Tagged as: Breaking up<< Previous question   Next question >>
Question - (6 June 2009) 5 Answers - (Newest, 7 June 2009)
A female United States age , *ewsie8001 writes:

I'm 48, so I've done the relationship thing before. I've been seeing an (ex) Marine (they're never really ex Marines) who went to Vietnam at 17. He came great guns after me...ending up with stuff like "we belong together," "You belong in my house"...I love you...We'd been dating about 5 months.

He had a meltdown, his words. He dropped out basically with all sorts of work stuff. Basically got rid of everything else. Told me he didn't have it in him to do a relationship.

I deleted him from my online account, then stopped sleeping and eating as it literally changed over a one week period.

He got back in touch with me, apologized profusely with the most sincere thing I've ever gotten. Told me he didn't know if he could do a relationship as too much was going on in his life.
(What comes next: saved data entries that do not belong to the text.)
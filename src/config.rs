//! Configuration for Foreman, read from `.foreman/foreman.toml`.
//!
//! Settings are layered: file, then environment, then CLI flags (applied by
//! the command handlers). A missing file means defaults.
//!
//! ```toml
//! [server]
//! host = "127.0.0.1"
//! port = 8080
//! public_url = "https://foreman.example.com"
//!
//! [store]
//! data_dir = ".foreman/jobs"
//!
//! [hub]
//! ingest_capacity = 4096
//! subscriber_capacity = 64
//!
//! [runner]
//! command = "claude"
//! args = []
//! timeout_secs = 900
//! skip_permissions = true
//! ```

use std::path::{Path, PathBuf};
use std::time::Duration;

use serde::{Deserialize, Serialize};

use crate::errors::ConfigError;
use crate::monitor::HubConfig;
use crate::monitor::hub::{DEFAULT_INGEST_CAPACITY, DEFAULT_SUBSCRIBER_CAPACITY};

/// Directory holding Foreman's config and default data.
pub const FOREMAN_DIR: &str = ".foreman";

/// Config file name inside [`FOREMAN_DIR`].
pub const CONFIG_FILE: &str = "foreman.toml";

/// HTTP server settings.
#[derive(Debug, Clone, PartialEq, Serialize, Deserialize)]
pub struct ServerSettings {
    #[serde(default = "default_host")]
    pub host: String,
    #[serde(default = "default_port")]
    pub port: u16,
    /// Externally reachable base URL, used for links in notifications
    #[serde(default)]
    pub public_url: Option<String>,
}

impl Default for ServerSettings {
    fn default() -> Self {
        Self {
            host: default_host(),
            port: default_port(),
            public_url: None,
        }
    }
}

fn default_host() -> String {
    "127.0.0.1".to_string()
}

fn default_port() -> u16 {
    8080
}

#[derive(Debug, Clone, PartialEq, Serialize, Deserialize)]
pub struct StoreSettings {
    /// Directory holding one `<job_id>.jsonl` per job
    #[serde(default = "default_data_dir")]
    pub data_dir: PathBuf,
}

impl Default for StoreSettings {
    fn default() -> Self {
        Self {
            data_dir: default_data_dir(),
        }
    }
}

fn default_data_dir() -> PathBuf {
    PathBuf::from(FOREMAN_DIR).join("jobs")
}

/// Queue bounds of the event hub.
#[derive(Debug, Clone, PartialEq, Serialize, Deserialize)]
pub struct HubSettings {
    #[serde(default = "default_ingest_capacity")]
    pub ingest_capacity: usize,
    #[serde(default = "default_subscriber_capacity")]
    pub subscriber_capacity: usize,
}

impl Default for HubSettings {
    fn default() -> Self {
        Self {
            ingest_capacity: default_ingest_capacity(),
            subscriber_capacity: default_subscriber_capacity(),
        }
    }
}

impl HubSettings {
    pub fn to_hub_config(&self) -> HubConfig {
        HubConfig {
            ingest_capacity: self.ingest_capacity,
            subscriber_capacity: self.subscriber_capacity,
        }
    }
}

fn default_ingest_capacity() -> usize {
    DEFAULT_INGEST_CAPACITY
}

fn default_subscriber_capacity() -> usize {
    DEFAULT_SUBSCRIBER_CAPACITY
}

/// How the external code tool is invoked.
#[derive(Debug, Clone, PartialEq, Serialize, Deserialize)]
pub struct RunnerSettings {
    /// Executable name or path (default: "claude")
    #[serde(default = "default_command")]
    pub command: String,
    /// Leading arguments placed before the generated ones, for wrappers
    #[serde(default)]
    pub args: Vec<String>,
    /// Wall-clock limit for one run
    #[serde(default = "default_timeout_secs")]
    pub timeout_secs: u64,
    #[serde(default = "default_skip_permissions")]
    pub skip_permissions: bool,
}

impl Default for RunnerSettings {
    fn default() -> Self {
        Self {
            command: default_command(),
            args: Vec::new(),
            timeout_secs: default_timeout_secs(),
            skip_permissions: default_skip_permissions(),
        }
    }
}

impl RunnerSettings {
    pub fn timeout(&self) -> Duration {
        Duration::from_secs(self.timeout_secs)
    }
}

fn default_command() -> String {
    "claude".to_string()
}

fn default_timeout_secs() -> u64 {
    900
}

fn default_skip_permissions() -> bool {
    true
}

/// Contents of `foreman.toml`.
#[derive(Debug, Clone, Default, PartialEq, Serialize, Deserialize)]
pub struct ForemanConfig {
    #[serde(default)]
    pub server: ServerSettings,
    #[serde(default)]
    pub store: StoreSettings,
    #[serde(default)]
    pub hub: HubSettings,
    #[serde(default)]
    pub runner: RunnerSettings,
}

impl ForemanConfig {
    /// Load configuration from a TOML file.
    pub fn load(path: &Path) -> Result<Self, ConfigError> {
        let content = std::fs::read_to_string(path).map_err(|source| ConfigError::Read {
            path: path.to_path_buf(),
            source,
        })?;
        toml::from_str(&content).map_err(|source| ConfigError::Parse {
            path: path.to_path_buf(),
            source,
        })
    }

    /// Load `path` if given, else `.foreman/foreman.toml` under `project_dir`
    /// when it exists, else defaults. An explicit path must exist.
    pub fn load_or_default(project_dir: &Path, path: Option<&Path>) -> Result<Self, ConfigError> {
        if let Some(path) = path {
            return Self::load(path);
        }
        let default_path = project_dir.join(FOREMAN_DIR).join(CONFIG_FILE);
        if default_path.exists() {
            Self::load(&default_path)
        } else {
            Ok(Self::default())
        }
    }

    /// Apply `FOREMAN_*` and `CLAUDE_CMD` overrides from the process
    /// environment.
    pub fn apply_env(&mut self) -> Result<(), ConfigError> {
        self.apply_env_from(|key| std::env::var(key).ok())
    }

    /// Apply environment overrides using `lookup` to read variables.
    pub fn apply_env_from(
        &mut self,
        lookup: impl Fn(&str) -> Option<String>,
    ) -> Result<(), ConfigError> {
        let get = |key: &str| lookup(key).filter(|v| !v.trim().is_empty());

        if let Some(dir) = get("FOREMAN_DATA_DIR") {
            self.store.data_dir = PathBuf::from(dir);
        }
        if let Some(host) = get("FOREMAN_HOST") {
            self.server.host = host;
        }
        if let Some(port) = get("FOREMAN_PORT") {
            self.server.port = parse_env("FOREMAN_PORT", &port)?;
        }
        if let Some(url) = get("FOREMAN_PUBLIC_URL") {
            self.server.public_url = Some(url);
        }
        if let Some(cmd) = get("CLAUDE_CMD") {
            self.runner.command = cmd;
        }
        if let Some(secs) = get("FOREMAN_TIMEOUT_SECS") {
            self.runner.timeout_secs = parse_env("FOREMAN_TIMEOUT_SECS", &secs)?;
        }
        Ok(())
    }

    /// Check the settings that would break the hub or runner.
    pub fn validate(&self) -> Result<(), ConfigError> {
        let positive = |key: &str, value: u64| {
            if value == 0 {
                Err(ConfigError::Invalid {
                    key: key.to_string(),
                    message: "must be greater than zero".to_string(),
                })
            } else {
                Ok(())
            }
        };
        positive("hub.ingest_capacity", self.hub.ingest_capacity as u64)?;
        positive("hub.subscriber_capacity", self.hub.subscriber_capacity as u64)?;
        positive("runner.timeout_secs", self.runner.timeout_secs)?;
        if self.runner.command.trim().is_empty() {
            return Err(ConfigError::Invalid {
                key: "runner.command".to_string(),
                message: "must not be empty".to_string(),
            });
        }
        Ok(())
    }
}

fn parse_env<T: std::str::FromStr>(key: &str, value: &str) -> Result<T, ConfigError>
where
    T::Err: std::fmt::Display,
{
    value.trim().parse().map_err(|e: T::Err| ConfigError::Invalid {
        key: key.to_string(),
        message: format!("'{}': {}", value, e),
    })
}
He started seriously flirting, and asked me to the movies/dinner last week. He was called to another state, so it got cancelled. He called Thursday to see if I'd go today (Saturday). He's told me he has deep feelings for me. When he wakes up he thinks I should be there, and when he goes to sleep he thinks I should be there. Also tells me I scare the heck out of him, and all of these feelings scare the heck out of him. (yes he has baggage...so do I)

We're going out at 6. He calls me at noon to tell me we should never contact one another again. I'm floored. His closest friends are baffled. We are so in synch, it's odd to me. I don't trust relationship stuff, so I really jumped off the deep end here without a net.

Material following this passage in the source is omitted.